An effective way to counter the ‘halo’ and ‘anchor’ biases is to have every person write down and circulate their views prior to the meeting. This limits the first-mover advantage and the threat of slick presentations having too much sway.

Secondly, don’t have the same person leading the meeting every time. Random assignment reduces the anchoring effect and it limits the chances of a single person taking over and dominating a meeting.

  • Too much consensus can change minds

There is natural inclination to agree with the group even when an individual knows the decision is wrong. In a famous experimentvii , psychologist Solomon Asch showed how palpable group-think conformity can be. Even when the material is relatively straightforward, the group can push an individual into making the wrong call.

To stimulate discussion and to prevent personal interests taking over, the leader of the meeting has to encourage and reward disagreement. Simple ways to achieve this are by verbalising the minority view to balance the discussion or offering a ‘devil’s advocate’. Be sure to keep back channels open as well. People who disagree with an action but are afraid to say it in a meeting need to know they can communicate their concerns to the forum leader to ensure all viewpoints are ultimately considered.

  • Reputational risk is a killer and creates risk aversion

Research has shown people in committees are often more worried about the cost to their reputation than making the right call. There is a natural inclination of people to avoid disagreement instead of upsetting another decision-maker. Similarly, no one wants to be seen as a fool and so will sit on an idea or an interjection if there’s risk of being seen as foolish. A clever experiment viii by Gilat Levy shows the incentive to vote against a controversial measure rises in correlation with the likelihood a participant will be blamed for its passage – the classic problem of risk aversion and decision-maker passivity.

A business should never assume its interests are perfectly aligned with its decision-makers; you have to create the incentives and accountability for people to make the call in the interests of the business, not their career.

Remove Barriers and Evolve Your Business

While there are many hurdles to enacting any type of overarching organisational change, the growing pains can be mitigated by a measured, thoughtful approach. Understanding how decisions are made – or not made, for that matter – can help prepare you to open the lines of communication, prevent bias and enact change.

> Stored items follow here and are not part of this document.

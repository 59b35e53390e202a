//! Materializing outcomes on disk, and the check/recharacterize mode switch.

mod mode;
mod writer;

pub use mode::RunMode;
pub use writer::{ResultWriter, WriteSummary};

#[cfg(test)]
mod tests;
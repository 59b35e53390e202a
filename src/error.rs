//! Run-level error types.
//!
//! Per-file problems never show up here: translation failures become
//! diagnostics on the unit's outcome and validation problems become findings.
//! A `ConvertError` means the result set as a whole cannot be trusted.

use std::io;
use std::path::{Path, PathBuf};

use thiserror::Error;

use crate::base::PathMapError;
use crate::validate::ValidationReport;

/// Errors that abort a conversion or characterization run.
#[derive(Debug, Error)]
pub enum ConvertError {
    /// Two units produced the same target path (compared case-insensitively).
    #[error(
        "Conflicting target {target}: produced by both {first_source} and {second_source}"
    )]
    ConflictingTarget {
        target: PathBuf,
        first_source: PathBuf,
        second_source: PathBuf,
    },

    /// A required directory does not exist.
    #[error("Directory not found: {0}")]
    DirectoryNotFound(PathBuf),

    /// IO error while reading or writing a specific path.
    #[error("IO error at {path}: {source}")]
    Io {
        path: PathBuf,
        #[source]
        source: io::Error,
    },

    /// Directory traversal failed.
    #[error("Failed to walk {root}: {source}")]
    Walk {
        root: PathBuf,
        #[source]
        source: walkdir::Error,
    },

    /// A path could not be re-rooted.
    #[error(transparent)]
    PathMap(#[from] PathMapError),

    /// The bounded worker pool could not be created.
    #[error("Failed to start worker pool: {0}")]
    WorkerPool(String),

    /// Check and recharacterize were both requested for one invocation.
    #[error("A run cannot both check against and recharacterize the expected output")]
    ModeConflict,

    /// A pass/fail verdict was requested while recharacterizing.
    #[error("Validation is not available in recharacterize mode")]
    CheckWhileRecharacterizing,

    /// Overwriting the expected tree was attempted outside recharacterize mode.
    #[error("Overwriting expected output requires recharacterize mode")]
    RecharacterizeRequired,

    /// The writer would clobber an existing file without `overwrite`.
    #[error("Target already exists: {0}")]
    TargetExists(PathBuf),

    /// Characterization found discrepancies.
    #[error(
        "Characterization failed with {count} finding(s)\n{report}",
        count = .report.failure_count()
    )]
    ValidationFailed { report: Box<ValidationReport> },
}

impl ConvertError {
    /// Create an IO error tied to the path that caused it.
    pub fn io(path: impl AsRef<Path>, source: io::Error) -> Self {
        Self::Io {
            path: path.as_ref().to_path_buf(),
            source,
        }
    }

    /// Create a walk error for the tree rooted at `root`.
    pub fn walk(root: impl AsRef<Path>, source: walkdir::Error) -> Self {
        Self::Walk {
            root: root.as_ref().to_path_buf(),
            source,
        }
    }
}
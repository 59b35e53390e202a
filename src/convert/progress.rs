//! Advisory progress reporting.

use std::io;
use std::panic::{self, AssertUnwindSafe};
use std::sync::Arc;
use std::sync::mpsc::{Receiver, SyncSender, TrySendError, sync_channel};
use std::thread::{self, JoinHandle};

use parking_lot::Mutex;

/// Receives the running count of completed units.
///
/// Called from a dedicated delivery thread, never from a worker, with strictly
/// increasing counts. A slow sink only causes intermediate counts to be
/// skipped; the final count is delivered before a fully drained stream ends.
pub trait ProgressSink: Send + Sync {
    fn report(&self, completed: usize);
}

/// Discards all progress.
#[derive(Debug, Clone, Copy, Default)]
pub struct NoProgress;

impl ProgressSink for NoProgress {
    fn report(&self, _completed: usize) {}
}

impl<F> ProgressSink for F
where
    F: Fn(usize) + Send + Sync,
{
    fn report(&self, completed: usize) {
        self(completed)
    }
}

/// Forwards progress over a bounded channel, dropping updates when it is full.
#[derive(Debug, Clone)]
pub struct ChannelProgress {
    sender: SyncSender<usize>,
}

impl ChannelProgress {
    /// Create a sink and the receiver that observes it.
    pub fn bounded(capacity: usize) -> (Self, Receiver<usize>) {
        let (sender, receiver) = sync_channel(capacity.max(1));
        (Self { sender }, receiver)
    }
}

impl ProgressSink for ChannelProgress {
    fn report(&self, completed: usize) {
        match self.sender.try_send(completed) {
            Ok(()) => {}
            Err(TrySendError::Full(_)) => {
                tracing::trace!("Progress receiver lagging, dropped update {completed}");
            }
            Err(TrySendError::Disconnected(_)) => {}
        }
    }
}

// ============================================================================
// RELAY
// ============================================================================

/// Worker-side handle that records completions for a [`ProgressSink`].
///
/// Workers only bump a counter and post a wake-up; the sink runs on its own
/// thread. Counts that pile up while the sink is busy are coalesced, so the
/// sink sees a strictly increasing subsequence ending at the final count.
#[derive(Clone)]
pub(super) struct ProgressRelay {
    completed: Arc<Mutex<usize>>,
    wake: SyncSender<()>,
}

impl ProgressRelay {
    /// Start the delivery thread for `sink`.
    pub(super) fn spawn<S>(sink: S, thread_name: String) -> io::Result<(Self, JoinHandle<()>)>
    where
        S: ProgressSink + 'static,
    {
        let completed = Arc::new(Mutex::new(0));
        let (wake, signals) = sync_channel(1);
        let observed = Arc::clone(&completed);
        let handle = thread::Builder::new()
            .name(thread_name)
            .spawn(move || deliver(sink, &observed, &signals))?;
        Ok((Self { completed, wake }, handle))
    }

    /// Record one finished unit. Never blocks on the sink.
    pub(super) fn complete(&self) {
        *self.completed.lock() += 1;
        // A full slot means a wake-up is already pending and will see this count.
        let _ = self.wake.try_send(());
    }
}

fn deliver<S: ProgressSink>(sink: S, completed: &Mutex<usize>, signals: &Receiver<()>) {
    let mut reported = 0;
    let mut report_latest = || {
        let latest = *completed.lock();
        if latest <= reported {
            return true;
        }
        reported = latest;
        match panic::catch_unwind(AssertUnwindSafe(|| sink.report(latest))) {
            Ok(()) => true,
            Err(_) => {
                tracing::warn!("Progress sink panicked; further progress is discarded");
                false
            }
        }
    };

    while signals.recv().is_ok() {
        if !report_latest() {
            return;
        }
    }
    // Every worker is gone; flush the final count.
    report_latest();
}
use std::borrow::Borrow;
use std::ffi::OsString;
use std::fs;
use std::path::{Path, PathBuf};

use rustc_hash::FxHashMap;

use super::RunMode;
use crate::base::constants::TEMP_FILE_SUFFIX;
use crate::base::{PathKey, map_to_target};
use crate::config::ConversionOptions;
use crate::convert::{ResultTable, TranslationOutcome};
use crate::error::ConvertError;

/// Counts from one [`ResultWriter::write`] call.
#[derive(Debug, Clone, Copy, Default, PartialEq, Eq)]
pub struct WriteSummary {
    /// Files written.
    pub written: usize,
    /// Outcomes with diagnostics that were not written.
    pub skipped_failed: usize,
    /// Outcomes with no target path or no text.
    pub skipped_empty: usize,
}

/// Writes outcome text to a destination tree in each source file's encoding.
pub struct ResultWriter {
    source_root: PathBuf,
    write_failed_outputs: bool,
}

impl ResultWriter {
    /// `source_root` is the root that outcome target paths are expressed under.
    pub fn new(source_root: impl Into<PathBuf>) -> Self {
        Self {
            source_root: source_root.into(),
            write_failed_outputs: false,
        }
    }

    pub fn with_options(mut self, options: &ConversionOptions) -> Self {
        self.write_failed_outputs = options.write_failed_outputs;
        self
    }

    /// Write every targeted outcome under `destination_root`.
    ///
    /// Accepts the raw outcome stream or borrowed outcomes. Without
    /// `overwrite`, an existing destination file is an error. Two outcomes
    /// for the same destination are always an error.
    ///
    /// Outcomes are written as they arrive, so files written before an error
    /// stay on disk. [`ResultWriter::write_table`] checks its destinations
    /// before writing anything.
    pub fn write<I>(
        &self,
        outcomes: I,
        destination_root: &Path,
        overwrite: bool,
    ) -> Result<WriteSummary, ConvertError>
    where
        I: IntoIterator,
        I::Item: Borrow<TranslationOutcome>,
    {
        let mut summary = WriteSummary::default();
        let mut written: FxHashMap<PathKey, PathBuf> = FxHashMap::default();

        for outcome in outcomes {
            let outcome: &TranslationOutcome = outcome.borrow();
            if !outcome.is_success() && !self.write_failed_outputs {
                tracing::debug!(
                    "Not writing failed output for {}",
                    outcome.display_path().display()
                );
                summary.skipped_failed += 1;
                continue;
            }
            let (Some(target), Some(text)) = (&outcome.target_path, &outcome.text) else {
                summary.skipped_empty += 1;
                continue;
            };

            let destination = map_to_target(target, &self.source_root, destination_root)?;
            if let Some(first_source) = written.insert(
                PathKey::new(destination.as_path()),
                outcome.source_path.clone(),
            ) {
                return Err(ConvertError::ConflictingTarget {
                    target: destination,
                    first_source,
                    second_source: outcome.source_path.clone(),
                });
            }
            if !overwrite && destination.exists() {
                return Err(ConvertError::TargetExists(destination));
            }

            write_atomically(&destination, &outcome.encoding.encode(text))?;
            tracing::trace!("Wrote {} ({})", destination.display(), outcome.encoding);
            summary.written += 1;
        }

        tracing::debug!(
            "Wrote {} file(s) under {}",
            summary.written,
            destination_root.display()
        );
        Ok(summary)
    }

    /// Write an aggregated table under `destination_root`.
    ///
    /// Without `overwrite`, every destination is checked first and nothing is
    /// written when any of them already exists.
    pub fn write_table(
        &self,
        table: &ResultTable,
        destination_root: &Path,
        overwrite: bool,
    ) -> Result<WriteSummary, ConvertError> {
        if !overwrite {
            for outcome in table.outcomes() {
                match self.destination(outcome, destination_root)? {
                    Some(destination) if destination.exists() => {
                        return Err(ConvertError::TargetExists(destination));
                    }
                    _ => {}
                }
            }
        }
        self.write(table.outcomes(), destination_root, overwrite)
    }

    /// Where `outcome` would be written, or `None` when it is not written.
    fn destination(
        &self,
        outcome: &TranslationOutcome,
        destination_root: &Path,
    ) -> Result<Option<PathBuf>, ConvertError> {
        if !outcome.is_success() && !self.write_failed_outputs {
            return Ok(None);
        }
        match (&outcome.target_path, &outcome.text) {
            (Some(target), Some(_)) => Ok(Some(map_to_target(
                target,
                &self.source_root,
                destination_root,
            )?)),
            _ => Ok(None),
        }
    }

    /// Replace the expected tree's files with the actual output.
    ///
    /// Only allowed in [`RunMode::Recharacterize`].
    pub fn recharacterize(
        &self,
        mode: RunMode,
        table: &ResultTable,
        expected_root: &Path,
    ) -> Result<WriteSummary, ConvertError> {
        if mode != RunMode::Recharacterize {
            return Err(ConvertError::RecharacterizeRequired);
        }
        tracing::warn!(
            "Recharacterizing: overwriting expected output under {}",
            expected_root.display()
        );
        self.write_table(table, expected_root, true)
    }
}

/// Write to a sibling temporary file, then rename over the destination.
fn write_atomically(destination: &Path, bytes: &[u8]) -> Result<(), ConvertError> {
    if let Some(parent) = destination.parent() {
        fs::create_dir_all(parent).map_err(|e| ConvertError::io(parent, e))?;
    }

    let mut temp_name = destination
        .file_name()
        .map(OsString::from)
        .unwrap_or_default();
    temp_name.push(TEMP_FILE_SUFFIX);
    let temp_path = destination.with_file_name(temp_name);

    fs::write(&temp_path, bytes).map_err(|e| ConvertError::io(&temp_path, e))?;
    fs::rename(&temp_path, destination).map_err(|e| {
        let _ = fs::remove_file(&temp_path);
        ConvertError::io(destination, e)
    })
}
use crate::error::ConvertError;

/// What an invocation does with its results.
#[derive(Debug, Clone, Copy, PartialEq, Eq, Default)]
pub enum RunMode {
    /// Validate against the expected tree and fail on any finding.
    #[default]
    Check,
    /// Overwrite the expected tree with the actual output. Human-supervised only.
    Recharacterize,
}

impl RunMode {
    /// Resolve the mode from explicit caller flags.
    ///
    /// Requesting both is a [`ConvertError::ModeConflict`]; requesting neither
    /// means [`RunMode::Check`].
    pub fn resolve(check: bool, recharacterize: bool) -> Result<Self, ConvertError> {
        match (check, recharacterize) {
            (true, true) => Err(ConvertError::ModeConflict),
            (false, true) => Ok(RunMode::Recharacterize),
            _ => Ok(RunMode::Check),
        }
    }

    pub fn is_check(self) -> bool {
        self == RunMode::Check
    }
}
use thiserror::Error;

/// Failures of the fetch/parse half of the pipeline.
///
/// The orchestrator decides scope from the variant: `Fetch` and
/// `TableNotFound` make the whole league page unusable, `MalformedRow` only
/// spoils the table it was found in.
#[derive(Debug, Error)]
pub enum ScrapeError {
    #[error("fetch {url} failed: {source}")]
    Fetch {
        url: String,
        #[source]
        source: reqwest::Error,
    },

    #[error("fetch {url} failed: http {status}")]
    HttpStatus { url: String, status: u16 },

    #[error("table '{table_id}' not found")]
    TableNotFound { table_id: String },

    #[error("table '{table_id}' row {row_index}: {reason}")]
    MalformedRow {
        table_id: String,
        row_index: usize,
        reason: String,
    },

    #[error("invalid selector '{0}'")]
    Selector(String),
}

impl ScrapeError {
    /// Errors after which the rest of the league page is not worth reading.
    pub fn aborts_league(&self) -> bool {
        matches!(
            self,
            ScrapeError::Fetch { .. }
                | ScrapeError::HttpStatus { .. }
                | ScrapeError::TableNotFound { .. }
                | ScrapeError::Selector(_)
        )
    }

    pub(crate) fn malformed(table_id: &str, row_index: usize, reason: impl Into<String>) -> Self {
        ScrapeError::MalformedRow {
            table_id: table_id.to_string(),
            row_index,
            reason: reason.into(),
        }
    }
}
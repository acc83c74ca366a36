//! Team id and display name from FBref squad links.
//!
//! Squad links look like `/en/squads/<id>/<Name-With-Dashes>-Stats`. The site
//! does not document this shape, so everything that depends on it lives here.

use crate::error::ScrapeError;
use crate::html_table::ParsedTable;

const ID_SEGMENT: usize = 3;
const NAME_SEGMENT: usize = 4;
const NAME_SUFFIX: &str = "-Stats";

#[derive(Debug, Clone, PartialEq, Eq)]
pub struct TeamIdentity {
    pub id: String,
    pub name: String,
}

/// Splits `href` on `/` and reads the id and name segments.
///
/// Requires at least five segments (the leading empty one included) and a
/// non-empty id segment. Returns the reason as text on failure so callers can
/// attach table and row context.
pub fn team_identity_from_href(href: &str) -> Result<TeamIdentity, String> {
    let segments = href.split('/').collect::<Vec<_>>();
    if segments.len() <= NAME_SEGMENT {
        return Err(format!(
            "team link '{href}' has {} path segments, expected at least {}",
            segments.len(),
            NAME_SEGMENT + 1
        ));
    }
    let id = segments[ID_SEGMENT].trim();
    if id.is_empty() {
        return Err(format!("team link '{href}' has an empty id segment"));
    }
    let name = segments[NAME_SEGMENT].replace(NAME_SUFFIX, "").replace('-', " ");
    Ok(TeamIdentity {
        id: id.to_string(),
        name,
    })
}

/// Identity of the team in body row `row_index` of `table`.
pub fn team_identity(table: &ParsedTable, row_index: usize) -> Result<TeamIdentity, ScrapeError> {
    let row = table
        .rows
        .get(row_index)
        .ok_or_else(|| ScrapeError::malformed(&table.id, row_index, "row index out of range"))?;
    let href = row
        .link
        .as_deref()
        .ok_or_else(|| ScrapeError::malformed(&table.id, row_index, "row has no team link"))?;
    team_identity_from_href(href).map_err(|reason| ScrapeError::malformed(&table.id, row_index, reason))
}
//! The fixed set of statistic categories and leagues the pipeline covers.

pub const FBREF_COMPS_URL: &str = "https://fbref.com/en/comps";
pub const BIG5_ROSTER_URL: &str = "https://fbref.com/en/comps/Big5/Big-5-European-Leagues-Stats";
pub const BIG5_TABLE_ID: &str = "big5_table";

#[derive(Debug, Clone, Copy, PartialEq, Eq, Hash)]
pub enum Category {
    Defense,
    Gca,
    Keeper,
    KeeperAdvanced,
    Misc,
    Passing,
    PassingTypes,
    PlayingTime,
    Possession,
    Shooting,
    Standard,
}

impl Category {
    pub const ALL: [Category; 11] = [
        Category::Defense,
        Category::Gca,
        Category::Keeper,
        Category::Misc,
        Category::Passing,
        Category::PassingTypes,
        Category::KeeperAdvanced,
        Category::PlayingTime,
        Category::Possession,
        Category::Shooting,
        Category::Standard,
    ];

    /// Slug FBref uses inside table ids, e.g. `keeper_adv`.
    pub fn table_slug(self) -> &'static str {
        match self {
            Category::Defense => "defense",
            Category::Gca => "gca",
            Category::Keeper => "keeper",
            Category::KeeperAdvanced => "keeper_adv",
            Category::Misc => "misc",
            Category::Passing => "passing",
            Category::PassingTypes => "passing_types",
            Category::PlayingTime => "playing_time",
            Category::Possession => "possession",
            Category::Shooting => "shooting",
            Category::Standard => "standard",
        }
    }

    /// Path segment of the read endpoint, e.g. `keeper-advanced`.
    pub fn route_slug(self) -> &'static str {
        match self {
            Category::KeeperAdvanced => "keeper-advanced",
            Category::PassingTypes => "passing-types",
            Category::PlayingTime => "playing-time",
            other => other.table_slug(),
        }
    }

    pub fn from_route_slug(slug: &str) -> Option<Self> {
        Self::ALL.into_iter().find(|c| c.route_slug() == slug)
    }

    /// Accepts either slug form; used by the ingest CLI.
    pub fn from_any_slug(slug: &str) -> Option<Self> {
        let slug = slug.trim();
        Self::ALL
            .into_iter()
            .find(|c| c.route_slug() == slug || c.table_slug() == slug)
    }

    pub fn for_table_id(self) -> String {
        format!("stats_squads_{}_for", self.table_slug())
    }

    pub fn against_table_id(self) -> String {
        format!("stats_squads_{}_against", self.table_slug())
    }

    pub fn store_table(self) -> String {
        format!("team_{}", self.table_slug())
    }
}

#[derive(Debug, Clone, Copy, PartialEq, Eq)]
pub struct League {
    pub comp_id: u32,
    pub name: &'static str,
    /// Path under the comps URL of the league's squad stats page.
    pub path: &'static str,
    /// Country code shown on the Big-5 roster page, if the league is there.
    pub roster_code: Option<&'static str>,
}

impl League {
    pub fn stats_url(&self) -> String {
        format!("{FBREF_COMPS_URL}/{}", self.path)
    }
}

pub const LEAGUES: &[League] = &[
    League {
        comp_id: 9,
        name: "Premier League",
        path: "9/Premier-League-Stats",
        roster_code: Some("ENG"),
    },
    League {
        comp_id: 11,
        name: "Serie A",
        path: "11/Serie-A-Stats",
        roster_code: Some("ITA"),
    },
    League {
        comp_id: 12,
        name: "La Liga",
        path: "12/La-Liga-Stats",
        roster_code: Some("ESP"),
    },
    League {
        comp_id: 13,
        name: "Ligue 1",
        path: "13/Ligue-1-Stats",
        roster_code: Some("FRA"),
    },
    League {
        comp_id: 20,
        name: "Bundesliga",
        path: "20/Bundesliga-Stats",
        roster_code: Some("GER"),
    },
    League {
        comp_id: 21,
        name: "Liga Profesional Argentina",
        path: "21/Liga-Profesional-Argentina-Stats",
        roster_code: None,
    },
];

pub fn league_by_comp_id(comp_id: u32) -> Option<&'static League> {
    LEAGUES.iter().find(|l| l.comp_id == comp_id)
}

pub fn league_for_country_code(code: &str) -> Option<&'static League> {
    LEAGUES.iter().find(|l| l.roster_code == Some(code))
}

Getting your leadership team to agree on the plan and commit to action may take time, but creating a space where the challenges of bias, fear and procrastination have been reduced will go a long way towards getting the ball rolling on your evolution to a digital marketing and sales model.

ivLadha, Krishna K. “The Condorcet Jury Theorem, Free Speech, and Correlated Votes”. American Journal of Political Science 36.3 (1992): 617–634.
vMarquis de Condorcet. "Essai sur l'application de l'analyse à la probabilité des décisions rendues à la pluralité des voix" (PNG) (in French). Retrieved 2016-03-10.
viKahneman, Daniel; Tversky, Amos. "Prospect Theory: An Analysis of Decision under Risk". Econometrica 47 (2) (1979).
viiAsch, S.E. “Effects of Group Pressure on the Modification and Distortion of Judgments. In H. Guetzkow (Ed.), Groups, Leadership and Men (1951): 177–190.
viiiLevy, Gilat. “Decision Making in Committees: Transparency, Reputation and Voting Rules”. American Economic Review 97 (1) (2007): 150-168.